Thursday 14 November 2024

Part 3: Using AI in Redress and Remediation: Preparing for the Car Finance Mis-selling Regulations

The third in our set of Redress and Remediation solution blogs, focusing on the final project stage - Closure.
Charlene MCLAUGHLAN

Charlene MCLAUGHLAN

Head of Sales and Marketing (Talan Data UK)

cars travelling on a highway with wireless connections

In this series, we are looking at how to plan ahead for potentially large-scale remediation projects, and how developments in technology, particularly Machine Learning (ML) and Artificial Intelligence (AI), can impact efficiency and cost-effectiveness in such projects.

The Financial Conduct Authority (FCA) announced that it has extended the Discretionary Commission Agreement (DMA) ruling from September 2024 to May 2025. Reportedly, these delays are due to affected organisations ‘struggling to supply the data needed in the requested time’. This further highlights the needs for such firms to continuously gather, understand and optimise their data. Ongoing data management eases the process of addressing gaps, particularly ahead of such decisions.

The FCA’s recent update also pointed out that a consumer redress scheme the likely outcome upon review of the current data. The timescale for potential mis-selling of Personal Credit Finance (PCP) deals runs between 2007 and 2021. This outcome could mean large-scale projects, resource utilisation and costs for the financial lenders affected. It’s likely that the FCA will also set a completion date. Lenders must consider, and plan for this, at the earliest opportunity.

At Talan UK, we aim to apply our 20+ years of experience in Redress & Remediation and Regulatory Projects to help firms set up for success in such projects. Alongside lessons learned over the years, we have taken the view that companies can further improve their efficiency with modern processes and technologies, such as Machine Learning (ML) and Artificial Intelligence (AI).

Taking a closer look at the elements of the Closure stage of a remediation project, we’ve identified key areas that organisations should consider when planning redress programmes:

  • Identify the measures and KPIs required for the completion date.
  • Ensure the processes planned for the project are auditable, can be evidenced, and the correct governance is in place.
  • Make technical validation a priority from the outset. In doing so, you avoid re-doing large elements of the project. An experienced testing function is crucial.

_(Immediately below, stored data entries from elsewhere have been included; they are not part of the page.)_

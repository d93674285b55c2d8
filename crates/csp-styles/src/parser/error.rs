//! Rule-text parsing errors.

use crate::host::CssomError;

/// Parse error with the location of the offending token.
#[derive(Debug, Clone, PartialEq, Eq)]
pub struct ParseError {
    /// What went wrong.
    pub message: String,
    /// Line of the offending token (1-indexed).
    pub line: u32,
    /// Column of the offending token (1-indexed).
    pub column: u32,
}

impl ParseError {
    /// Create a new parse error with the given message and location.
    pub fn new(message: impl Into<String>, line: u32, column: u32) -> Self {
        Self {
            message: message.into(),
            line,
            column,
        }
    }
}

impl std::fmt::Display for ParseError {
    fn fmt(&self, f: &mut std::fmt::Formatter<'_>) -> std::fmt::Result {
        write!(f, "{} at {}:{}", self.message, self.line, self.column)
    }
}

impl std::error::Error for ParseError {}

impl From<ParseError> for CssomError {
    fn from(err: ParseError) -> Self {
        CssomError::Syntax {
            message: err.to_string(),
        }
    }
}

Here’s where we would apply ML and AI to add efficiencies to the Closure stage…

Regulatory Reporting

Data analysis tools leveraging Natural Language Processing (NLP) enable the automated compilation of reports. Lenders can use this to gather their evidence to show compliance with regulatory requirements.

Stakeholder Engagement

By using automated survey generation and analysis techniques, we can engage in sentiment analysis. Lenders can use this to study stakeholder views and feedback, informing final review discussions. Predictive analytics models can forecast the impact of any unresolved issues on project closure. Lenders can choose to deploy interactive visualisation tools. These will present project outcomes and performance metrics, facilitating data-driven discussions with stakeholders.